Dude, this place has 10% alcohol beer on tap. It's like God's semen.
We'll make it into fun. If I can make wii bowling into a drinking game, I can make studying spanish into a sex game.
She transformed our coors light pitcher we stole from the bar into a fruit basket...
He's at the gym. He likes to get high and swim cause it makes him feel like a fish.
So add panera bread to the places i love to eat that i am potentially banned from.
No she stopped screaming. Now she's eating popcorn. Off a plate. With a spoon.
Jello bowls to the fucking face, that or ramen spiked with liq. Those are the only options in this house.
To be honest i'm almost glad he got arrested. His girlfriend and i kept making out so i'm pretty sure the alternative was a threesome. Now we're just the trashy girls who visit him in jail.
You left for an hour, then walked up to us at the bar, pulled 80 dollars out of your bra and yelled " drinks are on him".
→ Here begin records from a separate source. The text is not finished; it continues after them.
//! Typed accessors over the tower-sessions `Session`.
//!
//! Session keys live here and nowhere else. `AuthSession` holds the logged in
//! Discord ID, `CsrfSession` holds the OAuth state for a single login round-trip.

use tower_sessions::Session;

use crate::server::{error::AppError, util::parse::parse_u64_from_string};

const SESSION_AUTH_USER_ID: &str = "auth:user";
const SESSION_AUTH_CSRF_TOKEN: &str = "auth:csrf_token";

/// Discord identity of the logged in user.
///
/// The ID is stored as a string, the same representation as the `discord_id`
/// column, and parsed back on read.
pub struct AuthSession<'a> {
    session: &'a Session,
}

impl<'a> AuthSession<'a> {
    pub fn new(session: &'a Session) -> Self {
        Self { session }
    }

    /// Marks the session as logged in as `user_id`.
    pub async fn set_user_id(&self, user_id: u64) -> Result<(), AppError> {
        self.session
            .insert(SESSION_AUTH_USER_ID, user_id.to_string())
            .await?;
        Ok(())
    }

    /// Gets the Discord ID of the logged in user.
    ///
    /// # Returns
    /// - `Ok(Some(u64))` - Logged in
    /// - `Ok(None)` - Anonymous session
    /// - `Err(AppError::InternalErr)` - Stored value is not a Discord ID
    pub async fn get_user_id(&self) -> Result<Option<u64>, AppError> {
        let Some(user_id) = self.session.get::<String>(SESSION_AUTH_USER_ID).await? else {
            return Ok(None);
        };

        Ok(Some(parse_u64_from_string(user_id)?))
    }

    /// Logs out by deleting the session record and invalidating the cookie.
    pub async fn clear(&self) -> Result<(), AppError> {
        self.session.flush().await?;
        Ok(())
    }
}

/// OAuth state token for the Discord login.
pub struct CsrfSession<'a> {
    session: &'a Session,
}

impl<'a> CsrfSession<'a> {
    pub fn new(session: &'a Session) -> Self {
        Self { session }
    }

    /// Stores the state sent to Discord, replacing any unfinished login.
    pub async fn set_token(&self, token: String) -> Result<(), AppError> {
        self.session.insert(SESSION_AUTH_CSRF_TOKEN, token).await?;
        Ok(())
    }

    /// Removes and returns the stored state, so each token is checked at most once.
    pub async fn take_token(&self) -> Result<Option<String>, AppError> {
        let token = self.session.remove(SESSION_AUTH_CSRF_TOKEN).await?;
        Ok(token)
    }
}
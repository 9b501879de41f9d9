use sea_orm_migration::{prelude::*, schema::*};

use crate::m20260105_000001_create_user_table::User;

#[derive(DeriveMigrationName)]
pub struct Migration;

/// SQLite applies one column change per ALTER TABLE.
fn sync_columns() -> Vec<ColumnDef> {
    vec![
        boolean(User::MinecraftOnline).default(false).to_owned(),
        timestamp_with_time_zone_null(User::MinecraftLastSeen),
        timestamp_with_time_zone_null(User::SyncedAt),
        json_null(User::PokemonParty),
        json_null(User::PcStorage),
        json_null(User::Inventory),
        json_null(User::EnderChest),
    ]
}

#[async_trait::async_trait]
impl MigrationTrait for Migration {
    async fn up(&self, manager: &SchemaManager) -> Result<(), DbErr> {
        for mut column in sync_columns() {
            manager
                .alter_table(
                    Table::alter()
                        .table(User::Table)
                        .add_column(&mut column)
                        .to_owned(),
                )
                .await?;
        }

        Ok(())
    }

    async fn down(&self, manager: &SchemaManager) -> Result<(), DbErr> {
        for column in [
            User::EnderChest,
            User::Inventory,
            User::PcStorage,
            User::PokemonParty,
            User::SyncedAt,
            User::MinecraftLastSeen,
            User::MinecraftOnline,
        ] {
            manager
                .alter_table(
                    Table::alter()
                        .table(User::Table)
                        .drop_column(column)
                        .to_owned(),
                )
                .await?;
        }

        Ok(())
    }
}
Well, most of my extended family doesnt know about my love for the penis, so they dont have a reason to disown me
How the fuck you gonna play love don't cost a thing in a strip club?
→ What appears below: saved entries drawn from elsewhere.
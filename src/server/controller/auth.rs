use axum::{
    extract::State,
    http::StatusCode,
    response::{IntoResponse, Redirect},
    Json,
};
use tower_sessions::Session;

use crate::{
    model::{api::ErrorDto, user::UserDto},
    server::{
        controller::{extract::QueryParams, param::CallbackParams},
        error::{auth::AuthError, AppError},
        middleware::{
            auth::AuthGuard,
            session::{AuthSession, CsrfSession},
        },
        service::auth::AuthService,
        state::AppState,
        util::parse::parse_u64_from_string,
    },
};

/// Tag for grouping auth endpoints in OpenAPI documentation
pub static AUTH_TAG: &str = "auth";

/// Redirect to Discord to start the login flow.
///
/// Stores a fresh CSRF token in the session; the callback rejects any state that does
/// not match it.
#[utoipa::path(
    get,
    path = "/api/auth/login",
    tag = AUTH_TAG,
    responses(
        (status = 307, description = "Redirect to the Discord authorization page"),
        (status = 500, description = "Internal server error", body = ErrorDto)
    ),
)]
pub async fn login(
    State(state): State<AppState>,
    session: Session,
) -> Result<impl IntoResponse, AppError> {
    let auth_service = AuthService::new(&state.db, &state.http_client, &state.oauth_client);

    let (url, csrf_token) = auth_service.login_url();

    CsrfSession::new(&session)
        .set_token(csrf_token.secret().clone())
        .await?;

    Ok(Redirect::temporary(url.as_str()))
}

/// Complete the Discord login flow.
///
/// Validates the CSRF state, exchanges the authorization code, records the user and
/// stores their Discord ID in the session before redirecting back to the app.
///
/// # Returns
/// - `307 Temporary Redirect` - Logged in, redirect to the app URL
/// - `400 Bad Request` - CSRF mismatch or rejected authorization code
/// - `500 Internal Server Error` - Discord or database error
#[utoipa::path(
    get,
    path = "/api/auth/callback",
    tag = AUTH_TAG,
    params(CallbackParams),
    responses(
        (status = 307, description = "Logged in, redirect to the app"),
        (status = 400, description = "CSRF mismatch or rejected authorization code", body = ErrorDto),
        (status = 500, description = "Internal server error", body = ErrorDto)
    ),
)]
pub async fn callback(
    State(state): State<AppState>,
    session: Session,
    QueryParams(params): QueryParams<CallbackParams>,
) -> Result<impl IntoResponse, AppError> {
    let auth_service = AuthService::new(&state.db, &state.http_client, &state.oauth_client);

    validate_csrf(&session, &params.state).await?;

    let user = auth_service
        .callback(params.code, &state.admin_discord_ids)
        .await?;

    let discord_id = user.discord_id.clone().ok_or_else(|| {
        AppError::InternalError(format!("Logged in user {} has no Discord ID", user.id))
    })?;

    AuthSession::new(&session)
        .set_user_id(parse_u64_from_string(discord_id)?)
        .await?;

    Ok(Redirect::temporary(&state.app_url))
}

/// Log out and return to the app.
#[utoipa::path(
    get,
    path = "/api/auth/logout",
    tag = AUTH_TAG,
    responses(
        (status = 307, description = "Session cleared, redirect to the app"),
        (status = 500, description = "Internal server error", body = ErrorDto)
    ),
)]
pub async fn logout(
    State(state): State<AppState>,
    session: Session,
) -> Result<impl IntoResponse, AppError> {
    AuthSession::new(&session).clear().await?;

    Ok(Redirect::temporary(&state.app_url))
}

/// Get the logged in user.
///
/// # Returns
/// - `200 OK` - Current user
/// - `401 Unauthorized` - No user in session
/// - `403 Forbidden` - Session refers to a user that no longer exists
#[utoipa::path(
    get,
    path = "/api/auth/user",
    tag = AUTH_TAG,
    responses(
        (status = 200, description = "Current user", body = UserDto),
        (status = 401, description = "Not logged in", body = ErrorDto),
        (status = 403, description = "User no longer exists", body = ErrorDto),
        (status = 500, description = "Internal server error", body = ErrorDto)
    ),
)]
pub async fn get_user(
    State(state): State<AppState>,
    session: Session,
) -> Result<impl IntoResponse, AppError> {
    let user = AuthGuard::new(&state.db, &session).require(&[]).await?;

    Ok((StatusCode::OK, Json(user.into_dto())))
}

/// Consumes the stored CSRF token and compares it with the callback state.
async fn validate_csrf(session: &Session, csrf_state: &str) -> Result<(), AppError> {
    let stored_state = CsrfSession::new(session).take_token().await?;

    if let Some(state) = stored_state {
        if state == csrf_state {
            return Ok(());
        }
    }

    Err(AppError::AuthErr(AuthError::CsrfValidationFailed))
}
Everyone is out there getting real jobs and I just realized I've been "washing" my clothes with fabric softener for two months.
So I just watched a seagul attack my boss and steal his food in the parking lot. Today might not be a bad day lmfao.
Just shared a bacon biscuit with my cat.... Life is weird for me right now
I watched a compilation video today of a guy banging his sex doll to edm music. I just had to tell someone.